═════ Material provided ═════

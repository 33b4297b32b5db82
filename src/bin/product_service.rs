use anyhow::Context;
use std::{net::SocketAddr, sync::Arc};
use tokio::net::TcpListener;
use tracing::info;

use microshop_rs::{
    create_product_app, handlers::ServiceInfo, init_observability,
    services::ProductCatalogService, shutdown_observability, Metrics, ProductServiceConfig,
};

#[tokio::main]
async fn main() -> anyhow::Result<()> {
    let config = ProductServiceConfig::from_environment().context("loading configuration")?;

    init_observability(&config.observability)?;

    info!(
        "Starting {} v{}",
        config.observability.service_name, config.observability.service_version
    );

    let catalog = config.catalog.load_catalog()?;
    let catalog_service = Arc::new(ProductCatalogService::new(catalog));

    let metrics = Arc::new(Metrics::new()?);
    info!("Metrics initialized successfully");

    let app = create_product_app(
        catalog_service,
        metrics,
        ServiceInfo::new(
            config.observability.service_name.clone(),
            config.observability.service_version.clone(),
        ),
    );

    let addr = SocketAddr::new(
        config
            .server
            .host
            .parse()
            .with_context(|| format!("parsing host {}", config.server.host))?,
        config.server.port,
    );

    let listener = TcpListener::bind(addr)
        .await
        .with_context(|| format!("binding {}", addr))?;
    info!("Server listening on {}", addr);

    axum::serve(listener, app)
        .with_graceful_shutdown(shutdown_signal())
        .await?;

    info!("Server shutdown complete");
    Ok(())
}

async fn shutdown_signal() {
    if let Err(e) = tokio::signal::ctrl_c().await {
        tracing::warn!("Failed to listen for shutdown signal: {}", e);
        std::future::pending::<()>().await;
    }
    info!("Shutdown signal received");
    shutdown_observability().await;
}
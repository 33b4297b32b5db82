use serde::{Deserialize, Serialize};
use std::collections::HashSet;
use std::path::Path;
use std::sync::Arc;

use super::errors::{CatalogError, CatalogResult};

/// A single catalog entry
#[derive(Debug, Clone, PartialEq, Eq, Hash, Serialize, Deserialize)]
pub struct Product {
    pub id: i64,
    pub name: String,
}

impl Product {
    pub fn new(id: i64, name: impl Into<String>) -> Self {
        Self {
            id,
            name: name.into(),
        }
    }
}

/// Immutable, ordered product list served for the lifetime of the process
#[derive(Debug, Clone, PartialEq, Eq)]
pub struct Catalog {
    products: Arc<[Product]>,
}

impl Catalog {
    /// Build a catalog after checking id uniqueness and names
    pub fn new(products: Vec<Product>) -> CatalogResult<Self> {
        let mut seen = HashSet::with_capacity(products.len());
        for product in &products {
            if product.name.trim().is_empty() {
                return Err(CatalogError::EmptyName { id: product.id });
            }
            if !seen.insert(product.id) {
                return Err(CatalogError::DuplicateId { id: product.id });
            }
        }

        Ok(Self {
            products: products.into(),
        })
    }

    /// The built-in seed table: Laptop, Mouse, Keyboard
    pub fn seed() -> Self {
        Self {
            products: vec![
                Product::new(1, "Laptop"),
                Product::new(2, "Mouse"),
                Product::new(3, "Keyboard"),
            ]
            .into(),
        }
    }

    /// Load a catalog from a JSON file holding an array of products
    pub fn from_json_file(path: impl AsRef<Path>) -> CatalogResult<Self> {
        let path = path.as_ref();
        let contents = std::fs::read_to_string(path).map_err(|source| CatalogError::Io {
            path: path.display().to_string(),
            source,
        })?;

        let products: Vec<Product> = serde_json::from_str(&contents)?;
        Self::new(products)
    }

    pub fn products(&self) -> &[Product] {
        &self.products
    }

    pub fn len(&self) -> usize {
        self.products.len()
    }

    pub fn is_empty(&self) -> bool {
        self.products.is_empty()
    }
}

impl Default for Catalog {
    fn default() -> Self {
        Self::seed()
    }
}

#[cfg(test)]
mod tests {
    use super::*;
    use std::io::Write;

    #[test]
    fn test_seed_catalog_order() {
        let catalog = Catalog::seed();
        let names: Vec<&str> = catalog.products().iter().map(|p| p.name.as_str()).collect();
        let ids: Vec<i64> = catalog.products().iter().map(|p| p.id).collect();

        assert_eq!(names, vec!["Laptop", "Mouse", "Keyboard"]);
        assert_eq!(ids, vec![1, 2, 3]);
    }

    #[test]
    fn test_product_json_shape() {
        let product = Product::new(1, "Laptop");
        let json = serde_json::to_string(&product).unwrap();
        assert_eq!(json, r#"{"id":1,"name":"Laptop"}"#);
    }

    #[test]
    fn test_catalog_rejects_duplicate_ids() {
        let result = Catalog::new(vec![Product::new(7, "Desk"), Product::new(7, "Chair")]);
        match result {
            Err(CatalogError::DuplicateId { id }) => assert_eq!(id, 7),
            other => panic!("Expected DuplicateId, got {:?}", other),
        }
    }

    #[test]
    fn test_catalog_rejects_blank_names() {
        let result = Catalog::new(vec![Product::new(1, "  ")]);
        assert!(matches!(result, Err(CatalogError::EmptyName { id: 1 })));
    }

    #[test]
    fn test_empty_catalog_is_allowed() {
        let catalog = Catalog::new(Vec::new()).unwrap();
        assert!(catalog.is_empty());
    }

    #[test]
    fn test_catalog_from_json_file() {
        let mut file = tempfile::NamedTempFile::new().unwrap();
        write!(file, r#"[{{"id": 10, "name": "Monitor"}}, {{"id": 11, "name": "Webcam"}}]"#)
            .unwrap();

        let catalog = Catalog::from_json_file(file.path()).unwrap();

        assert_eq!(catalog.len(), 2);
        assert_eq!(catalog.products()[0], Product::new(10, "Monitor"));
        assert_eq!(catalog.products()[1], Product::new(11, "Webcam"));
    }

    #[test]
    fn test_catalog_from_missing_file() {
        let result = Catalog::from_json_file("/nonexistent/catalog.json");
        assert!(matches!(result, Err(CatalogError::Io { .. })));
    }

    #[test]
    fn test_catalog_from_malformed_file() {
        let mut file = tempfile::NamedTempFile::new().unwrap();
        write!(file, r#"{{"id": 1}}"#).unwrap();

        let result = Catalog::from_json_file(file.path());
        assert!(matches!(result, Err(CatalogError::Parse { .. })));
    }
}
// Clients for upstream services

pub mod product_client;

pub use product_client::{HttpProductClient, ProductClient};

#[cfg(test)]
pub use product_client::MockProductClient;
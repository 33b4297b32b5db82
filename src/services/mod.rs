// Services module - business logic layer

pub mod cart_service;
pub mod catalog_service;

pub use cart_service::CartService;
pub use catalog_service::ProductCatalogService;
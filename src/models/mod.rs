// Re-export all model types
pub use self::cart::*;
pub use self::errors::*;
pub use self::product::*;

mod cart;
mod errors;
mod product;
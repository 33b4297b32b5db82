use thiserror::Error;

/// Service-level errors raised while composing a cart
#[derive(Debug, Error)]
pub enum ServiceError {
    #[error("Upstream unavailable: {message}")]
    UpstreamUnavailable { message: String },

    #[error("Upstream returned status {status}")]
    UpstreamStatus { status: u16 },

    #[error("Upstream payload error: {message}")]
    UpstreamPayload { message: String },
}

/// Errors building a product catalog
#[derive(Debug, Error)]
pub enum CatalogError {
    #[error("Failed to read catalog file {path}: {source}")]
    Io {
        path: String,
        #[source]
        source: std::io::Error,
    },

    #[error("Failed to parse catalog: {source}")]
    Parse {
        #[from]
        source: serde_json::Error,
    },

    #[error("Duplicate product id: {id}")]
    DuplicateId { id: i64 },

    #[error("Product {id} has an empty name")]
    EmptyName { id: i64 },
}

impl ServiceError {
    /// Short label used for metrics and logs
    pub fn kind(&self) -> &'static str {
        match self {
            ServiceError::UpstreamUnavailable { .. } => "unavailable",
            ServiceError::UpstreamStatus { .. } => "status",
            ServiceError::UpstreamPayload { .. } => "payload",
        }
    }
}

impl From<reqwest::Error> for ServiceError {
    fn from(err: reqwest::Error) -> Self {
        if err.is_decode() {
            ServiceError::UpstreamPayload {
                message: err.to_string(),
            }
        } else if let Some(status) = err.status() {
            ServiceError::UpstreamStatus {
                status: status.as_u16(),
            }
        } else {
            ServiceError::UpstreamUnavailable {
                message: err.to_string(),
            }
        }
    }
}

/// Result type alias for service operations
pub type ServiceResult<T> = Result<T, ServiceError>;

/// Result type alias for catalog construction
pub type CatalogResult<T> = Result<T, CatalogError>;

═════

- [How to complete this task]: Among the lines above, find those carrying the word "impl" and copy them out.

- [Output for this exercise]:
impl Product {
    pub fn new(id: i64, name: impl Into<String>) -> Self {
impl Catalog {
    pub fn from_json_file(path: impl AsRef<Path>) -> CatalogResult<Self> {
impl Default for Catalog {
impl ServiceError {
impl From<reqwest::Error> for ServiceError {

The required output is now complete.